November 12, 2012, 7:43 AM — The potential is enormous-as businesses transform into data-driven machines, the data held by your enterprise is likely to become the key to your competitive advantage. As a result, security for both your data and your infrastructure becomes more important than ever before.
Big Data Could Be Toxic Data If Lost
In many cases, organizations will wind up with what Forrester Research calls "toxic data." For instance, imagine a wireless company that is collecting machine data-who's logged onto which towers, how long they're online, how much data they're using, whether they're moving or staying still-that can be used to provide insight to user behavior.
That same wireless company may have lots of user-generated data as well: credit card numbers, social security numbers, data on buying habits and patterns of usage-any information that a human has volunteered about their experience. The capability to correlate that data and draw inferences from it could be valuable, but it is also toxic because if that correlated data were to go outside the organization and wind up in someone else's hands, it could be devastating both to the individual and the organization.
With Big Data, Don't Forget Compliance and Controls
9 Tips for Securing Big Data
1. Think about security before you start your big data project. You don't lock your doors after you've already been robbed, and you shouldn't wait for a data breach incident before you secure your data. Your IT security team and others involved in your big data project should have a serious data security discussion before installing and feeding data into your Hadoop cluster.

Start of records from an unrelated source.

// Copyright (C) 2026 Fred Clausen
// Use of this source code is governed by an MIT-style
// license that can be found in the LICENSE file or at
// https://opensource.org/licenses/MIT.

//! Read-only query operations.

pub mod audit;
pub mod bids;
pub mod catalog;
pub mod files;
pub mod operators;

2. Consider what data may get stored. If you're planning to use Hadoop to store and run analytics against data subject to regulation, you will likely need to comply with specific security requirements. Even if the data you're storing doesn't fall under regulatory jurisdiction, assess your risks--including loss of good will and potential loss of revenue--if data like personally identifiable information (PII) is lost.
3. Centralize accountability. Right now, your data probably resides in diverse organizational silos and data sets. Centralizing the accountability for data security ensures consistent policy enforcement and access control across these silos.